Identify each line below that contains the word "RParen", and copy it out.

____________________

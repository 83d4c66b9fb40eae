//! A small R-style model formula language.
//!
//! ```text
//! log(chloride_mg_l) ~ site * time + flow_index + s(doy, k=12, bs=cc)
//! ```
//!
//! Supported terms: plain columns, `log(x)`, `factor(x)`, interactions
//! `a:b`, crossings `a*b` (expanded to `a + b + a:b`) and smooths
//! `s(x, k=.., bs=..)`. The intercept is implicit and always present.

use anyhow::{Result, bail};
use serde::{Deserialize, Serialize};
use std::fmt;

#[derive(Debug, Clone, Copy, PartialEq, Eq, Serialize, Deserialize)]
pub enum Transform {
    Identity,
    Log,
}

/// A column reference with an optional transform.
#[derive(Debug, Clone, PartialEq, Eq, Serialize, Deserialize)]
pub struct Variable {
    pub name: String,
    pub transform: Transform,
    /// Forced factor coding via `factor(x)`.
    pub as_factor: bool,
}

impl Variable {
    pub fn plain(name: &str) -> Self {
        Variable {
            name: name.to_string(),
            transform: Transform::Identity,
            as_factor: false,
        }
    }

    /// Responses on the natural-log scale, either through `log(x)` or a
    /// precomputed `log_*` column.
    pub fn is_log_scale(&self) -> bool {
        self.transform == Transform::Log || self.name.starts_with("log_")
    }
}

impl fmt::Display for Variable {
    fn fmt(&self, f: &mut fmt::Formatter<'_>) -> fmt::Result {
        match (self.transform, self.as_factor) {
            (Transform::Log, _) => write!(f, "log({})", self.name),
            (Transform::Identity, true) => write!(f, "factor({})", self.name),
            (Transform::Identity, false) => f.write_str(&self.name),
        }
    }
}

#[derive(Debug, Clone, Copy, PartialEq, Eq, Serialize, Deserialize)]
pub enum BasisKind {
    /// cubic regression spline (`cr`, also accepted for `ps`, `tp`, `bs`)
    Cubic,
    /// cyclic cubic spline (`cc`)
    Cyclic,
    /// random effect (`re`)
    RandomEffect,
}

impl BasisKind {
    fn code(&self) -> &'static str {
        match self {
            BasisKind::Cubic => "cr",
            BasisKind::Cyclic => "cc",
            BasisKind::RandomEffect => "re",
        }
    }
}

pub const DEFAULT_K: usize = 10;

#[derive(Debug, Clone, PartialEq, Eq, Serialize, Deserialize)]
pub struct SmoothSpec {
    pub var: String,
    pub k: usize,
    pub basis: BasisKind,
}

impl fmt::Display for SmoothSpec {
    fn fmt(&self, f: &mut fmt::Formatter<'_>) -> fmt::Result {
        match self.basis {
            BasisKind::RandomEffect => write!(f, "s({}, bs=re)", self.var),
            _ => write!(f, "s({}, k={}, bs={})", self.var, self.k, self.basis.code()),
        }
    }
}

#[derive(Debug, Clone, PartialEq, Eq, Serialize, Deserialize)]
pub enum Term {
    Main(Variable),
    Interaction(Vec<Variable>),
    Smooth(SmoothSpec),
}

impl Term {
    /// Column names the term reads.
    pub fn columns(&self) -> Vec<&str> {
        match self {
            Term::Main(v) => vec![v.name.as_str()],
            Term::Interaction(vs) => vs.iter().map(|v| v.name.as_str()).collect(),
            Term::Smooth(s) => vec![s.var.as_str()],
        }
    }
}

impl fmt::Display for Term {
    fn fmt(&self, f: &mut fmt::Formatter<'_>) -> fmt::Result {
        match self {
            Term::Main(v) => write!(f, "{}", v),
            Term::Interaction(vs) => {
                let parts: Vec<String> = vs.iter().map(|v| v.to_string()).collect();
                f.write_str(&parts.join(":"))
            }
            Term::Smooth(s) => write!(f, "{}", s),
        }
    }
}

#[derive(Debug, Clone, PartialEq, Eq, Serialize, Deserialize)]
pub struct Formula {
    pub response: Variable,
    pub terms: Vec<Term>,
}

impl Formula {
    pub fn parse(text: &str) -> Result<Self> {
        let tokens = tokenize(text)?;
        let mut parser = Parser { tokens, pos: 0 };
        let formula = parser.formula()?;
        if parser.pos != parser.tokens.len() {
            bail!("unexpected {:?} in formula {:?}", parser.tokens[parser.pos], text);
        }
        Ok(formula)
    }

    pub fn has_smooths(&self) -> bool {
        self.terms.iter().any(|t| matches!(t, Term::Smooth(_)))
    }

    /// Every column the formula reads, response first, without repeats.
    pub fn columns(&self) -> Vec<&str> {
        let mut cols = vec![self.response.name.as_str()];
        for term in &self.terms {
            for c in term.columns() {
                if !cols.contains(&c) {
                    cols.push(c);
                }
            }
        }
        cols
    }
}

impl fmt::Display for Formula {
    fn fmt(&self, f: &mut fmt::Formatter<'_>) -> fmt::Result {
        write!(f, "{} ~ ", self.response)?;
        if self.terms.is_empty() {
            return f.write_str("1");
        }
        let parts: Vec<String> = self.terms.iter().map(|t| t.to_string()).collect();
        f.write_str(&parts.join(" + "))
    }
}

#[derive(Debug, Clone, PartialEq)]
enum Token {
    Ident(String),
    Number(f64),
    Tilde,
    Plus,
    Star,
    Colon,
    LParen,
    RParen,
    Comma,
    Equals,
}

fn tokenize(text: &str) -> Result<Vec<Token>> {
    let mut tokens = Vec::new();
    let chars: Vec<char> = text.chars().collect();
    let mut i = 0;

    while i < chars.len() {
        let c = chars[i];
        let single = match c {
            '~' => Some(Token::Tilde),
            '+' => Some(Token::Plus),
            '*' => Some(Token::Star),
            ':' => Some(Token::Colon),
            '(' => Some(Token::LParen),
            ')' => Some(Token::RParen),
            ',' => Some(Token::Comma),
            '=' => Some(Token::Equals),
            _ => None,
        };
        if let Some(tok) = single {
            tokens.push(tok);
            i += 1;
        } else if c.is_whitespace() {
            i += 1;
        } else if c.is_ascii_digit() || c == '.' {
            let start = i;
            while i < chars.len() && (chars[i].is_ascii_digit() || chars[i] == '.') {
                i += 1;
            }
            let s: String = chars[start..i].iter().collect();
            match s.parse::<f64>() {
                Ok(v) => tokens.push(Token::Number(v)),
                Err(_) => bail!("bad number {:?} in formula", s),
            }
        } else if c.is_ascii_alphabetic() || c == '_' {
            let start = i;
            while i < chars.len()
                && (chars[i].is_ascii_alphanumeric() || chars[i] == '_' || chars[i] == '.')
            {
                i += 1;
            }
            tokens.push(Token::Ident(chars[start..i].iter().collect()));
        } else {
            bail!("unexpected character {:?} in formula", c);
        }
    }

    Ok(tokens)
}

struct Parser {
    tokens: Vec<Token>,
    pos: usize,
}

/// One factor of a product term before expansion.
#[derive(Debug, Clone)]
enum Atom {
    Var(Variable),
    Smooth(SmoothSpec),
    Intercept,
}

impl Parser {
    fn peek(&self) -> Option<&Token> {
        self.tokens.get(self.pos)
    }

    fn next(&mut self) -> Option<Token> {
        let tok = self.tokens.get(self.pos).cloned();
        self.pos += 1;
        tok
    }

    fn expect(&mut self, want: Token) -> Result<()> {
        match self.next() {
            Some(tok) if tok == want => Ok(()),
            Some(tok) => bail!("expected {:?}, found {:?}", want, tok),
            None => bail!("expected {:?}, found end of formula", want),
        }
    }

    fn ident(&mut self) -> Result<String> {
        match self.next() {
            Some(Token::Ident(name)) => Ok(name),
            Some(tok) => bail!("expected a column name, found {:?}", tok),
            None => bail!("expected a column name, found end of formula"),
        }
    }

    fn formula(&mut self) -> Result<Formula> {
        let response = match self.atom()? {
            Atom::Var(v) => v,
            _ => bail!("response must be a column or log(column)"),
        };
        self.expect(Token::Tilde)?;

        let mut terms: Vec<Term> = Vec::new();
        for term in self.sum()? {
            if !terms.contains(&term) {
                terms.push(term);
            }
        }
        Ok(Formula { response, terms })
    }

    fn sum(&mut self) -> Result<Vec<Term>> {
        let mut terms = self.product()?;
        while self.peek() == Some(&Token::Plus) {
            self.pos += 1;
            terms.extend(self.product()?);
        }
        Ok(terms)
    }

    /// `a*b*c` expands to every non-empty combination of its factors.
    fn product(&mut self) -> Result<Vec<Term>> {
        let mut groups = vec![self.interaction()?];
        while self.peek() == Some(&Token::Star) {
            self.pos += 1;
            groups.push(self.interaction()?);
        }

        let mut terms = Vec::new();
        for mask in 1..(1u32 << groups.len()) {
            let atoms: Vec<Atom> = groups
                .iter()
                .enumerate()
                .filter(|(i, _)| mask & (1 << i) != 0)
                .flat_map(|(_, g)| g.iter().cloned())
                .collect();
            if let Some(term) = term_from_atoms(atoms)? {
                terms.push(term);
            }
        }
        terms.sort_by_key(|t| match t {
            Term::Interaction(vs) => vs.len(),
            _ => 1,
        });
        Ok(terms)
    }

    fn interaction(&mut self) -> Result<Vec<Atom>> {
        let mut atoms = vec![self.atom()?];
        while self.peek() == Some(&Token::Colon) {
            self.pos += 1;
            atoms.push(self.atom()?);
        }
        Ok(atoms)
    }

    fn atom(&mut self) -> Result<Atom> {
        match self.next() {
            Some(Token::Number(n)) if n == 1.0 => Ok(Atom::Intercept),
            Some(Token::Ident(name)) => {
                if self.peek() != Some(&Token::LParen) {
                    return Ok(Atom::Var(Variable::plain(&name)));
                }
                self.pos += 1;
                let atom = match name.as_str() {
                    "log" => {
                        let mut v = Variable::plain(&self.ident()?);
                        v.transform = Transform::Log;
                        Atom::Var(v)
                    }
                    "factor" => {
                        let mut v = Variable::plain(&self.ident()?);
                        v.as_factor = true;
                        Atom::Var(v)
                    }
                    "s" => Atom::Smooth(self.smooth_args()?),
                    other => bail!("unknown function {}() in formula", other),
                };
                self.expect(Token::RParen)?;
                Ok(atom)
            }
            Some(tok) => bail!("unexpected {:?} in formula", tok),
            None => bail!("formula ends early"),
        }
    }

    fn smooth_args(&mut self) -> Result<SmoothSpec> {
        let var = self.ident()?;
        let mut spec = SmoothSpec {
            var,
            k: DEFAULT_K,
            basis: BasisKind::Cubic,
        };

        while self.peek() == Some(&Token::Comma) {
            self.pos += 1;
            let key = self.ident()?;
            self.expect(Token::Equals)?;
            match key.as_str() {
                "k" => match self.next() {
                    Some(Token::Number(n)) if n >= 4.0 && n.fract() == 0.0 => spec.k = n as usize,
                    other => bail!("s({}): k must be an integer >= 4, found {:?}", spec.var, other),
                },
                "bs" => {
                    let code = self.ident()?;
                    spec.basis = match code.as_str() {
                        "cr" | "ps" | "tp" | "bs" => BasisKind::Cubic,
                        "cc" => BasisKind::Cyclic,
                        "re" => BasisKind::RandomEffect,
                        other => bail!("s({}): unsupported basis {:?}", spec.var, other),
                    };
                }
                other => bail!("s({}): unknown argument {:?}", spec.var, other),
            }
        }

        Ok(spec)
    }
}

fn term_from_atoms(atoms: Vec<Atom>) -> Result<Option<Term>> {
    let mut vars = Vec::new();
    let mut smooth = None;
    for atom in atoms {
        match atom {
            Atom::Var(v) => {
                if !vars.contains(&v) {
                    vars.push(v);
                }
            }
            Atom::Smooth(s) => smooth = Some(s),
            Atom::Intercept => {}
        }
    }

    match (smooth, vars.len()) {
        (Some(s), 0) => Ok(Some(Term::Smooth(s))),
        (Some(s), _) => bail!("smooth {} cannot be part of an interaction", s),
        (None, 0) => Ok(None),
        (None, 1) => Ok(vars.pop().map(Term::Main)),
        (None, _) => Ok(Some(Term::Interaction(vars))),
    }
}

#[cfg(test)]
mod tests {
    use super::*;

    #[test]
    fn test_parse_simple_formula() {
        let f = Formula::parse("do_mg_l ~ site + flow_index").unwrap();
        assert_eq!(f.response, Variable::plain("do_mg_l"));
        assert_eq!(
            f.terms,
            vec![
                Term::Main(Variable::plain("site")),
                Term::Main(Variable::plain("flow_index")),
            ]
        );
        assert!(!f.has_smooths());
    }

    #[test]
    fn test_parse_log_response_and_factor() {
        let f = Formula::parse("log(chloride_mg_l) ~ factor(year)").unwrap();
        assert_eq!(f.response.transform, Transform::Log);
        assert!(f.response.is_log_scale());
        match &f.terms[0] {
            Term::Main(v) => assert!(v.as_factor),
            other => panic!("unexpected term {:?}", other),
        }
    }

    #[test]
    fn test_star_expands_to_mains_and_interaction() {
        let f = Formula::parse("y ~ site * time").unwrap();
        assert_eq!(f.terms.len(), 3);
        assert_eq!(f.terms[0], Term::Main(Variable::plain("site")));
        assert_eq!(f.terms[1], Term::Main(Variable::plain("time")));
        assert_eq!(
            f.terms[2],
            Term::Interaction(vec![Variable::plain("site"), Variable::plain("time")])
        );
    }

    #[test]
    fn test_duplicate_terms_collapse() {
        let f = Formula::parse("y ~ site + site * time + 1").unwrap();
        assert_eq!(f.terms.len(), 3);
    }

    #[test]
    fn test_smooth_arguments() {
        let f = Formula::parse("y ~ s(doy, k=12, bs=cc) + s(time) + s(site, bs=re)").unwrap();
        assert_eq!(
            f.terms[0],
            Term::Smooth(SmoothSpec {
                var: "doy".into(),
                k: 12,
                basis: BasisKind::Cyclic
            })
        );
        assert_eq!(
            f.terms[1],
            Term::Smooth(SmoothSpec {
                var: "time".into(),
                k: DEFAULT_K,
                basis: BasisKind::Cubic
            })
        );
        match &f.terms[2] {
            Term::Smooth(s) => assert_eq!(s.basis, BasisKind::RandomEffect),
            other => panic!("unexpected term {:?}", other),
        }
        assert!(f.has_smooths());
    }

    #[test]
    fn test_display_round_trip() {
        let text = "log(chloride_mg_l) ~ site + time + site:time + s(doy, k=8, bs=cc)";
        let f = Formula::parse(text).unwrap();
        assert_eq!(f.to_string(), text);
        assert_eq!(Formula::parse(&f.to_string()).unwrap(), f);
    }

    #[test]
    fn test_columns() {
        let f = Formula::parse("y ~ site*time + s(doy)").unwrap();
        assert_eq!(f.columns(), vec!["y", "site", "time", "doy"]);
    }

    #[test]
    fn test_parse_errors() {
        assert!(Formula::parse("y site").is_err());
        assert!(Formula::parse("y ~ ").is_err());
        assert!(Formula::parse("y ~ sqrt(x)").is_err());
        assert!(Formula::parse("y ~ s(x, k=3)").is_err());
        assert!(Formula::parse("y ~ s(x, k=4.5)").is_err());
        assert!(Formula::parse("y ~ s(x, bs=zz)").is_err());
        assert!(Formula::parse("y ~ s(x):site").is_err());
        assert!(Formula::parse("y ~ x $ z").is_err());
        assert!(Formula::parse("s(x) ~ z").is_err());
    }
}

____________________

- Completed task -
    RParen,
            ')' => Some(Token::RParen),
                self.expect(Token::RParen)?;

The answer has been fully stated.